[Python-Dev] Clean way in python to test for None, empty, scalar, and list/ndarray? A prayer to the gods of Python (original) (raw)

Robert Kern robert.kern at gmail.com
Sat Jun 15 00:53:53 CEST 2013


On 2013-06-14 23:31, Robert Kern wrote:

On 2013-06-14 21:55, R. David Murray wrote:

On Fri, 14 Jun 2013 21:12:00 +0200, Martin Schultz <maschu09 at gmail.com> wrote:

2. Testing for empty lists or empty ndarrays:

In principle, len(x) == 0 will do the trick. BUT there are several caveats here: - len(scalar) raises a TypeError, so you will have to use try and except or find some other way of testing for a scalar value - len(numpy.array(0)) (i.e. a scalar coded as numpy array) also raises a TypeError ("unsized object") - len([[]]) returns a length of 1, which is somehow understandable, but - I would argue - perhaps not what one might expect initially Alternatively, numpy arrays have a size attribute, and numpy.array([]).size, numpy.array(8.).size, and numpy.array([8.]).size all return what you would expect.

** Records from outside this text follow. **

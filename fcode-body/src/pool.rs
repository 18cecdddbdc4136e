//! Constant table boundary.
//!
//! Encoded operands are u16 indices into per-kind pod constant tables. The
//! codec talks to those tables through these traits; pod container I/O is out
//! of scope, so [`PodPools`] provides an owned in-memory implementation for
//! tests and embedding callers that manage serialization themselves.

use std::collections::HashMap;

use crate::error::{Error, Result};
use crate::refs::{FieldRef, MethodRef, TypeRef};

/// Read access to the constant tables, used by decode.
pub trait ConstantPool {
    fn integer(&self, index: u16) -> Result<i64>;
    fn float(&self, index: u16) -> Result<f64>;
    fn decimal(&self, index: u16) -> Result<&str>;
    fn string(&self, index: u16) -> Result<&str>;
    fn duration(&self, index: u16) -> Result<i64>;
    fn uri(&self, index: u16) -> Result<&str>;
    fn type_ref(&self, index: u16) -> Result<&TypeRef>;
    fn field_ref(&self, index: u16) -> Result<&FieldRef>;
    fn method_ref(&self, index: u16) -> Result<&MethodRef>;
}

/// Write access to the constant tables, used by encode. Interning the same
/// value twice must return the same index.
pub trait ConstantInterner {
    fn intern_integer(&mut self, value: i64) -> u16;
    fn intern_float(&mut self, value: f64) -> u16;
    fn intern_decimal(&mut self, literal: &str) -> u16;
    fn intern_string(&mut self, value: &str) -> u16;
    fn intern_duration(&mut self, ticks: i64) -> u16;
    fn intern_uri(&mut self, value: &str) -> u16;
    fn intern_type(&mut self, value: &TypeRef) -> u16;
    fn intern_field(&mut self, value: &FieldRef) -> u16;
    fn intern_method(&mut self, value: &MethodRef) -> u16;
}

/// Owned constant tables implementing both sides of the boundary.
#[derive(Default)]
pub struct PodPools {
    integers: Table<i64>,
    /// Keyed by bit pattern so NaN interns consistently.
    floats: Table<u64>,
    decimals: Table<String>,
    strings: Table<String>,
    durations: Table<i64>,
    uris: Table<String>,
    types: Table<TypeRef>,
    fields: Table<FieldRef>,
    methods: Table<MethodRef>,
}

impl PodPools {
    pub fn new() -> PodPools {
        PodPools::default()
    }
}

struct Table<T> {
    values: Vec<T>,
    index: HashMap<T, u16>,
}

impl<T> Default for Table<T> {
    fn default() -> Self {
        Table {
            values: Vec::new(),
            index: HashMap::new(),
        }
    }
}

impl<T: Clone + Eq + std::hash::Hash> Table<T> {
    fn get(&self, table: &'static str, index: u16) -> Result<&T> {
        self.values
            .get(index as usize)
            .ok_or(Error::BadConstantIndex { table, index })
    }

    fn intern(&mut self, value: T) -> u16 {
        if let Some(existing) = self.index.get(&value) {
            return *existing;
        }
        let index = self.values.len() as u16;
        self.values.push(value.clone());
        self.index.insert(value, index);
        index
    }
}

impl ConstantPool for PodPools {
    fn integer(&self, index: u16) -> Result<i64> {
        self.integers.get("integer", index).copied()
    }
    fn float(&self, index: u16) -> Result<f64> {
        self.floats.get("float", index).map(|bits| f64::from_bits(*bits))
    }
    fn decimal(&self, index: u16) -> Result<&str> {
        self.decimals.get("decimal", index).map(String::as_str)
    }
    fn string(&self, index: u16) -> Result<&str> {
        self.strings.get("string", index).map(String::as_str)
    }
    fn duration(&self, index: u16) -> Result<i64> {
        self.durations.get("duration", index).copied()
    }
    fn uri(&self, index: u16) -> Result<&str> {
        self.uris.get("uri", index).map(String::as_str)
    }
    fn type_ref(&self, index: u16) -> Result<&TypeRef> {
        self.types.get("type", index)
    }
    fn field_ref(&self, index: u16) -> Result<&FieldRef> {
        self.fields.get("field", index)
    }
    fn method_ref(&self, index: u16) -> Result<&MethodRef> {
        self.methods.get("method", index)
    }
}

impl ConstantInterner for PodPools {
    fn intern_integer(&mut self, value: i64) -> u16 {
        self.integers.intern(value)
    }
    fn intern_float(&mut self, value: f64) -> u16 {
        self.floats.intern(value.to_bits())
    }
    fn intern_decimal(&mut self, literal: &str) -> u16 {
        self.decimals.intern(literal.to_string())
    }
    fn intern_string(&mut self, value: &str) -> u16 {
        self.strings.intern(value.to_string())
    }
    fn intern_duration(&mut self, ticks: i64) -> u16 {
        self.durations.intern(ticks)
    }
    fn intern_uri(&mut self, value: &str) -> u16 {
        self.uris.intern(value.to_string())
    }
    fn intern_type(&mut self, value: &TypeRef) -> u16 {
        self.types.intern(value.clone())
    }
    fn intern_field(&mut self, value: &FieldRef) -> u16 {
        self.fields.intern(value.clone())
    }
    fn intern_method(&mut self, value: &MethodRef) -> u16 {
        self.methods.intern(value.clone())
    }
}

#[cfg(test)]
mod tests {
    use super::*;

    #[test]
    fn interning_is_idempotent() {
        let mut pools = PodPools::new();
        let a = pools.intern_string("hello");
        let b = pools.intern_string("world");
        assert_ne!(a, b);
        assert_eq!(pools.intern_string("hello"), a);
        assert_eq!(pools.string(a).unwrap(), "hello");
    }

    #[test]
    fn out_of_range_index_errors() {
        let pools = PodPools::new();
        assert!(matches!(
            pools.integer(3),
            Err(Error::BadConstantIndex { table: "integer", index: 3 })
        ));
    }

    #[test]
    fn nan_floats_intern_to_one_slot() {
        let mut pools = PodPools::new();
        let a = pools.intern_float(f64::NAN);
        let b = pools.intern_float(f64::NAN);
        assert_eq!(a, b);
        assert!(pools.float(a).unwrap().is_nan());
    }
}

And even numpy.array([[]]).size gives you 0. Now, if I could convert everything to a numpy array, this might work. But have you ever tried to assign a list of mixed data types to a numpy array? numpy.array(["a",1,[2,3],(888,9)]) will fail, even though the list inside is perfectly fine as a list. In general you test whether nor not something is empty in Python by testing its truth value. Empty things are False. Numpy seems to follow this using size, from the limited examples you have given >>> bool(numpy.array([[]]) False >>> bool(numpy.array([[1]]) True numpy does not do so. Empty arrays are extremely rare and testing for them rarer (rarer still is testing for emptiness not knowing if it is an array or some other sequence). What people usually want from bool(somearray) is either somearray.all() or somearray.any(). In the face of this ambiguity, numpy refuses the temptation to guess and raises an exception explaining matters.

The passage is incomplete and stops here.